Despite BlocPower’s early promise, there are still obstacles ahead, including the current administration’s tariffs on imported solar equipment and the steep cuts to the corporate tax rate. The latter has reduced companies’ taxes enough to weaken the incentive to seek renewable energy tax credits, Baird says.
“Many people who believe in climate change and want to do something about it have actually given up on the belief that we can do something about it in a massive way,” he says.
But Baird isn’t one of those people. He envisions a total of 3 to 4 million BlocPower-enabled buildings nationwide. And he says that if BlocPower hits those goals it can assist the country in reducing greenhouse gas emissions by 2 percent. It’s the same goal laid out for the U.S. in the since-abandoned Paris Climate Agreement.
“That’s what’s on the table,” Baird says. “It’s just a matter of getting people to believe.”

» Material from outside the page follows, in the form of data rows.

//! JSON configuration file adapter.
//!
//! Implements [`ConfigPort`] on a single pretty-printed JSON file. A missing
//! file means "use defaults"; a file that exists but cannot be parsed is
//! reported as corrupted rather than silently replaced. Saves go to a
//! sibling temp file first and are renamed into place, so a crash mid-write
//! never leaves a truncated config behind.

use std::fs;
use std::io;
use std::path::{Path, PathBuf};

use log::{info, warn};

use crate::app::ports::{ConfigError, ConfigPort};
use crate::config::FeederConfig;

pub struct JsonConfigFile {
    path: PathBuf,
}

impl JsonConfigFile {
    pub fn new(path: impl Into<PathBuf>) -> Self {
        Self { path: path.into() }
    }

    pub fn path(&self) -> &Path {
        &self.path
    }

    fn temp_path(&self) -> PathBuf {
        let mut name = self.path.file_name().unwrap_or_default().to_os_string();
        name.push(".tmp");
        self.path.with_file_name(name)
    }
}

impl ConfigPort for JsonConfigFile {
    fn load(&self) -> Result<FeederConfig, ConfigError> {
        let text = match fs::read_to_string(&self.path) {
            Ok(text) => text,
            Err(e) if e.kind() == io::ErrorKind::NotFound => {
                info!("config: {} not found, using defaults", self.path.display());
                return Ok(FeederConfig::default());
            }
            Err(e) => {
                warn!("config: cannot read {}: {}", self.path.display(), e);
                return Err(ConfigError::IoError);
            }
        };

        let config: FeederConfig = serde_json::from_str(&text).map_err(|e| {
            warn!("config: {} is not valid: {}", self.path.display(), e);
            ConfigError::Corrupted
        })?;
        config.validate()?;
        info!("config: loaded {}", self.path.display());
        Ok(config)
    }

    fn save(&self, config: &FeederConfig) -> Result<(), ConfigError> {
        config.validate()?;
        let json = serde_json::to_string_pretty(config).map_err(|_| ConfigError::Corrupted)?;

        if let Some(parent) = self.path.parent().filter(|p| !p.as_os_str().is_empty()) {
            fs::create_dir_all(parent).map_err(|_| ConfigError::IoError)?;
        }
        let tmp = self.temp_path();
        fs::write(&tmp, json).map_err(|e| {
            warn!("config: cannot write {}: {}", tmp.display(), e);
            ConfigError::IoError
        })?;
        fs::rename(&tmp, &self.path).map_err(|e| {
            warn!("config: cannot replace {}: {}", self.path.display(), e);
            ConfigError::IoError
        })?;
        info!("config: saved {}", self.path.display());
        Ok(())
    }
}
//! RGB → HSV conversion, 8-bit convention.
//!
//! Hue is halved to fit a byte (0–179), saturation and value span 0–255.
//! This matches the range tables in [`super::profile`], which were tuned
//! against the same convention.

/// One pixel in 8-bit HSV.
#[derive(Debug, Clone, Copy, PartialEq, Eq)]
pub struct Hsv {
    /// Hue, 0–179 (degrees / 2).
    pub h: u8,
    pub s: u8,
    pub v: u8,
}

impl Hsv {
    pub const fn new(h: u8, s: u8, v: u8) -> Self {
        Self { h, s, v }
    }
}

/// Convert one RGB pixel.
///
/// Ties between channels resolve red → green → blue, so pure grey
/// (`diff == 0`) has hue 0.
pub fn rgb_to_hsv([r, g, b]: [u8; 3]) -> Hsv {
    let (r, g, b) = (r as i32, g as i32, b as i32);
    let v = r.max(g).max(b);
    let min = r.min(g).min(b);
    let diff = v - min;

    let s = if v == 0 { 0 } else { (255 * diff + v / 2) / v };

    let h = if diff == 0 {
        0
    } else {
        let sector = if v == r {
            g - b
        } else if v == g {
            b - r + 2 * diff
        } else {
            r - g + 4 * diff
        };
        // Round half up, then wrap: -0.5 becomes 0, not 179.
        let h = (sector as f32 * 30.0 / diff as f32 + 0.5).floor() as i32;
        if h < 0 { h + 180 } else { h }
    };

    Hsv::new(h.clamp(0, 179) as u8, s as u8, v as u8)
}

So far, BlocPower has worked with 3 percent of the buildings it’s targeted in New York City. The company works with utilities and regulators to electrify the heating systems of 1,000 buildings in the Bronx, and it’s beginning an expansion to Oakland and Los Angeles in California.
Each energy-updated building is another step toward BlocPower’s lofty goals. An example can be found Brooklyn’s Crown Heights neighborhood, where BlocPower studied an apartment co-op’s energy efficiency and identified interventions, including changing the boiler settings and temperature controls in units. They also connected the co-op’s management with a company that has since installed a solar array on the roof.
Annabelle Heckler is treasurer of the co-op and worked closely with BlocPower on the project. She hopes the solar array will fully power the building’s common spaces and offset electricity costs for tenants. “We’re certainly interested in keeping our building affordable for the long term,” Heckler says, “and we’re also interested in creating a more sustainable and resilient city. New Yorkers really struggled in the wake of Hurricane Sandy, and we want to be part of the solution.”
Being part of the solution motivates Baird too. “I have a 3-year-old,” he says. “By the time he’s 50, the question is, ‘What kind of planet is he going to be on?’ That’s really what’s driving me now,” says Baird.
“What we’ve got to do is get back to dreaming big and really going for it, because we don’t really have a choice.”